**Exercise:**
Copy out the lines of the material that include the string "written".

**Records for the task:**
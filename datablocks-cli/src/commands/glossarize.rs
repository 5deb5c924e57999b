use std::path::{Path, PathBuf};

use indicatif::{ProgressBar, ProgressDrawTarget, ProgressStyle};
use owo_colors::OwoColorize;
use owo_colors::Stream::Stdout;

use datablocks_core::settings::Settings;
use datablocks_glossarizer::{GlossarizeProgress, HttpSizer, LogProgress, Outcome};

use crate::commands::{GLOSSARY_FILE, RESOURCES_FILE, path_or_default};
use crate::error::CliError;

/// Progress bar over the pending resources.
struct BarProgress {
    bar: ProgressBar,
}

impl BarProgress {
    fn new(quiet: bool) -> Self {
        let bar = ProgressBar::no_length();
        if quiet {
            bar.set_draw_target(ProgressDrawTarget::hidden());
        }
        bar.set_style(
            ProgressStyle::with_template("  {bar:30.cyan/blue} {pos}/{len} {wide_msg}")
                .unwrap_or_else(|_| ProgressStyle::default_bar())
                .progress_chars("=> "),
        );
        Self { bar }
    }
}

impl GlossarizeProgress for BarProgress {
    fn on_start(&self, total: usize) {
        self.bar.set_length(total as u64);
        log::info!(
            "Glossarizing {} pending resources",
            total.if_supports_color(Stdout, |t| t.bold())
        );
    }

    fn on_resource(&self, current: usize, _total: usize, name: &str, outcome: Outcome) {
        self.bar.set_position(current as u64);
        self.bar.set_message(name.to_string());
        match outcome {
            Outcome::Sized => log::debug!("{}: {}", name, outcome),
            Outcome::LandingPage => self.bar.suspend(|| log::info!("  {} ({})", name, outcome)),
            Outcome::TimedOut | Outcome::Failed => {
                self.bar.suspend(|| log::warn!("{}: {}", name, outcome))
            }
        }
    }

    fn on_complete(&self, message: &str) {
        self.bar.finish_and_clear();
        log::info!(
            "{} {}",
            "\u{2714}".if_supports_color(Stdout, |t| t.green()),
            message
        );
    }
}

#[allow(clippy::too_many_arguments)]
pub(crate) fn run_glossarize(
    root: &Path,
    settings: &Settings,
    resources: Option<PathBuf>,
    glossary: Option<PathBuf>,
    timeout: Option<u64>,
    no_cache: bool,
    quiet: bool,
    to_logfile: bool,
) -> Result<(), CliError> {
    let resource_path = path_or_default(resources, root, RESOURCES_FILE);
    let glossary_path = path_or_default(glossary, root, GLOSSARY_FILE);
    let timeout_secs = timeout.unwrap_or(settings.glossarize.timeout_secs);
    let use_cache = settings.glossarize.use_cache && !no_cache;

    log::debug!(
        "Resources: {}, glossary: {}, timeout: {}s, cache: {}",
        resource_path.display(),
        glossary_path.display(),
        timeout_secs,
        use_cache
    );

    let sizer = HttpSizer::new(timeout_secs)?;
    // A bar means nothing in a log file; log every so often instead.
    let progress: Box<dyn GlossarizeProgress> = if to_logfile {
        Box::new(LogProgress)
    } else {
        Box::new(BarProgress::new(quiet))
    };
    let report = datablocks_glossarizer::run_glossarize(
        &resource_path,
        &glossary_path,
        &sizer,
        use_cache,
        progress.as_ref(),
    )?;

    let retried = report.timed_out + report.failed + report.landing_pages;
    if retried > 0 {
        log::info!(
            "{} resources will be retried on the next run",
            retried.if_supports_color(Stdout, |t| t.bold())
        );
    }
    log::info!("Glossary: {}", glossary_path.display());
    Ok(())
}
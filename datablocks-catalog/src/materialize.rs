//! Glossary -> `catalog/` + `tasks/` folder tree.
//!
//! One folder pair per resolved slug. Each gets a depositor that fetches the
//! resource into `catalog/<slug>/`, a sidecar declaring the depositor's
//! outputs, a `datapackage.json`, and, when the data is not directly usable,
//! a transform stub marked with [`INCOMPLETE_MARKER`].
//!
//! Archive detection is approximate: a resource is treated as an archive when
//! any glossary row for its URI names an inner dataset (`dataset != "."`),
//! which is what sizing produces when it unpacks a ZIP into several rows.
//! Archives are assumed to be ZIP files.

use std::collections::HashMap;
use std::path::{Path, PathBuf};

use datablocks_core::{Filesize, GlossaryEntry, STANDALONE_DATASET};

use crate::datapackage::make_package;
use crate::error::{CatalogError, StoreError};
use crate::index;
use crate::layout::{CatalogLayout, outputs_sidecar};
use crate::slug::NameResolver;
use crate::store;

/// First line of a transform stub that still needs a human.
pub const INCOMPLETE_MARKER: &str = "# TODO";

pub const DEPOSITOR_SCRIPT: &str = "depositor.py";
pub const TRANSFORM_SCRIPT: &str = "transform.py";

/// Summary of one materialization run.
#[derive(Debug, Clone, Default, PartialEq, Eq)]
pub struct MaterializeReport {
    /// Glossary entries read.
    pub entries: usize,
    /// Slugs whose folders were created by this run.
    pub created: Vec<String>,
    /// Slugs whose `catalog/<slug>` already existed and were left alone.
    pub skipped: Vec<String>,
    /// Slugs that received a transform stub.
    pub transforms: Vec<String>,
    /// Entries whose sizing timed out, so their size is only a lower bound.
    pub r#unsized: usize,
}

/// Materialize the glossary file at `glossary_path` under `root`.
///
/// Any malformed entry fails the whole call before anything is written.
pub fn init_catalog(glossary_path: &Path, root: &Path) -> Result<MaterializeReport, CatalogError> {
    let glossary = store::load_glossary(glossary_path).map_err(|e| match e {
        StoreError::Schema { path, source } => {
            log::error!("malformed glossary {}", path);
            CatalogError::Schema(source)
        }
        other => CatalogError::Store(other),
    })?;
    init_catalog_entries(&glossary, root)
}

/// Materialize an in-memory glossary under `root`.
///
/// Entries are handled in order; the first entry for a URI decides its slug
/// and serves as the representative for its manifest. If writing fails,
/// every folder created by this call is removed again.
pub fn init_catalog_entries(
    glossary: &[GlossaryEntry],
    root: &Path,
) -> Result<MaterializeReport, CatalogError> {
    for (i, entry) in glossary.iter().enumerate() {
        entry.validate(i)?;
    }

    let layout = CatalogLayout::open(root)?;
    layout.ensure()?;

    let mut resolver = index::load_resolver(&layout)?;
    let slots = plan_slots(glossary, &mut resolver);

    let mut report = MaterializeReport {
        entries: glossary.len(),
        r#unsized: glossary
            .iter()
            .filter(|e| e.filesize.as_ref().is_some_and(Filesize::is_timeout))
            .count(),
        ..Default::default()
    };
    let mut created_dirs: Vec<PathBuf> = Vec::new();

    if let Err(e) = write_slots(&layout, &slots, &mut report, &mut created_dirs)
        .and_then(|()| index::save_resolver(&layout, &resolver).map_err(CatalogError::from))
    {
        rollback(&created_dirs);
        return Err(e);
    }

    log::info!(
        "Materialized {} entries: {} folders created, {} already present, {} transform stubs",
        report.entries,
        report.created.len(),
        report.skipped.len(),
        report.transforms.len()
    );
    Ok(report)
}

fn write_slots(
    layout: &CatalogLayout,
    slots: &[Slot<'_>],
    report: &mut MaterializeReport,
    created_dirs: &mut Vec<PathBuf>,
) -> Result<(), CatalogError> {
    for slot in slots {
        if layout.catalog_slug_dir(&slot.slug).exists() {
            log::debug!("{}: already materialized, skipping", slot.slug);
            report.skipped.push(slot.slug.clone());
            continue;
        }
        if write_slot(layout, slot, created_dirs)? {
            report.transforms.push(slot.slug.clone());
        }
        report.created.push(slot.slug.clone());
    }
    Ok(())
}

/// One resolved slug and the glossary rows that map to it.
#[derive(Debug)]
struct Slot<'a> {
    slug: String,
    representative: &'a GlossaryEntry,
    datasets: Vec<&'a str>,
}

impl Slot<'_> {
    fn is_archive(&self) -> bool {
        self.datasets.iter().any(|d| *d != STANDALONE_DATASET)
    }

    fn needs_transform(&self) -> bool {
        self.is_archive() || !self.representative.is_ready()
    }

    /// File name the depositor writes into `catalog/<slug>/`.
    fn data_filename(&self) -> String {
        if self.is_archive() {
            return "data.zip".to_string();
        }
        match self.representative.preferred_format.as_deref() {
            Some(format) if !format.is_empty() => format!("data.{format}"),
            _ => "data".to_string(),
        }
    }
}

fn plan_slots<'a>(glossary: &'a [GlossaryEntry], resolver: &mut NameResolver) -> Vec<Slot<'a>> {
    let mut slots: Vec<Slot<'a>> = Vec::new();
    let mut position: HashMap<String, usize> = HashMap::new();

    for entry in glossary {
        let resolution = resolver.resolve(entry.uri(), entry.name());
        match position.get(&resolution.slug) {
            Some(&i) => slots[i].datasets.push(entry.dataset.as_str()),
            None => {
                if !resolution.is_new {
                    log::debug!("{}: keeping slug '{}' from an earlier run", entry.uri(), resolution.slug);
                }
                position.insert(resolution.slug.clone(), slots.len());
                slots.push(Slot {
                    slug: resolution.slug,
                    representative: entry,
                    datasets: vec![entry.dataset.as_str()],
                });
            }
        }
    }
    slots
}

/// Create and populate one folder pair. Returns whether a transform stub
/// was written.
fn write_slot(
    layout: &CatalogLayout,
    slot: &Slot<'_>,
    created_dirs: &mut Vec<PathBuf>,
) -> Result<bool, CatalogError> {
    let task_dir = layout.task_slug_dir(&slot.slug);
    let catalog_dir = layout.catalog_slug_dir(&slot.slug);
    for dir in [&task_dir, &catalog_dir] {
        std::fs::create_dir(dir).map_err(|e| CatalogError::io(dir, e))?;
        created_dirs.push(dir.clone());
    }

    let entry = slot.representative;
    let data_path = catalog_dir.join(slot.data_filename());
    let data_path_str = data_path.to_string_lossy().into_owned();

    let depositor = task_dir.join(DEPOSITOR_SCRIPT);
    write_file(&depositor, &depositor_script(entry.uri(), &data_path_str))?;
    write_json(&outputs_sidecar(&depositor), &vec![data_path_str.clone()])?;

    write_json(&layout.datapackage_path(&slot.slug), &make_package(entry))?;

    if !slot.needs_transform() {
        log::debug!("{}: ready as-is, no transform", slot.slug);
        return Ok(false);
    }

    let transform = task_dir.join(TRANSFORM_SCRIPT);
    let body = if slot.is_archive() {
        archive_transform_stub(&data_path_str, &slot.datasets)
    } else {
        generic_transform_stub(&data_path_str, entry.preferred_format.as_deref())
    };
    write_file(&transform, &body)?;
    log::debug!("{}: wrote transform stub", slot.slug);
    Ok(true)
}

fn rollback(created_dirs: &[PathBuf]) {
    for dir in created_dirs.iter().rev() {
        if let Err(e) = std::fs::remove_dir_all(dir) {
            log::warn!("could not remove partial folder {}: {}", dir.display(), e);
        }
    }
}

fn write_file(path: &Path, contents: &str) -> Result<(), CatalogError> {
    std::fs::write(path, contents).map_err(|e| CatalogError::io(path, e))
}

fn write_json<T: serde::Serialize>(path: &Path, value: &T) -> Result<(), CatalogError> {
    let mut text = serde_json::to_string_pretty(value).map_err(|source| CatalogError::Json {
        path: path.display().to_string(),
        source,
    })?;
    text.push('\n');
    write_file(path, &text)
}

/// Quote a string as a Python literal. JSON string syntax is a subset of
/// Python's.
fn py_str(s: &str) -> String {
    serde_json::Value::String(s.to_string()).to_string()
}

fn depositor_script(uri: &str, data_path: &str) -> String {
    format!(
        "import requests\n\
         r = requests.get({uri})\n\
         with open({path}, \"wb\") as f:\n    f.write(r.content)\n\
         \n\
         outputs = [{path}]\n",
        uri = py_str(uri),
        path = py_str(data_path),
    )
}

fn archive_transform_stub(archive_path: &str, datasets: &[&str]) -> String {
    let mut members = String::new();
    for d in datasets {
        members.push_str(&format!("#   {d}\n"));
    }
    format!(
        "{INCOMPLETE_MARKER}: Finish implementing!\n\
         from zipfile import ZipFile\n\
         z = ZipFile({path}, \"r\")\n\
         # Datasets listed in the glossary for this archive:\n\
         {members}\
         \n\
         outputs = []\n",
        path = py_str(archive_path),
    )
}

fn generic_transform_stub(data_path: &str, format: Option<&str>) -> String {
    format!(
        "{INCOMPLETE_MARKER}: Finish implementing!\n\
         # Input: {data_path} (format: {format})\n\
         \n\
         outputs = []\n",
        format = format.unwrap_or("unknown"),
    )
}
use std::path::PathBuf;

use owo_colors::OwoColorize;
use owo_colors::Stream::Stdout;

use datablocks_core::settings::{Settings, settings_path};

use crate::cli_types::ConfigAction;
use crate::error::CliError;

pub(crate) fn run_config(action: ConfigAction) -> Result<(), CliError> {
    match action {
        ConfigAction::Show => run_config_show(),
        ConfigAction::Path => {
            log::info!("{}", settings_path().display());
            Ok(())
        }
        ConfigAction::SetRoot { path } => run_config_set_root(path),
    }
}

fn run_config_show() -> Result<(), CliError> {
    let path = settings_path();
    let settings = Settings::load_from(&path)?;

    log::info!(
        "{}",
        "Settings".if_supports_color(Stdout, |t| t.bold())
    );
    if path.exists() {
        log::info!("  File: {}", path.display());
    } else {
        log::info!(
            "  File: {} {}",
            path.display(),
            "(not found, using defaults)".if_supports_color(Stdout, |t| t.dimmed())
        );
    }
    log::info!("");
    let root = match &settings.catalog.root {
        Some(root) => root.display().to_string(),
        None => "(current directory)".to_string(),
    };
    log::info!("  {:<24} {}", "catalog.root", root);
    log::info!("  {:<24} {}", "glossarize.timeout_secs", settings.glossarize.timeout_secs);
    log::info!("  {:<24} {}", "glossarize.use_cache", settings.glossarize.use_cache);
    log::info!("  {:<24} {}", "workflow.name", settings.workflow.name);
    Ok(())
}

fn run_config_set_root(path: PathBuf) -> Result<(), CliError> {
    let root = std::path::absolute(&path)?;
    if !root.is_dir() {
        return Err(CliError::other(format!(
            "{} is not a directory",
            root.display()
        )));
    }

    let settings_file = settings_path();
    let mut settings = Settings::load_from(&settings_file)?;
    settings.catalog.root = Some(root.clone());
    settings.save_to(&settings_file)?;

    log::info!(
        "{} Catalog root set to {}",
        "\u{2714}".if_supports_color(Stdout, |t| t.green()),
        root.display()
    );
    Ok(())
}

**Your response:**
/// Any malformed entry fails the whole call before anything is written.
/// was written.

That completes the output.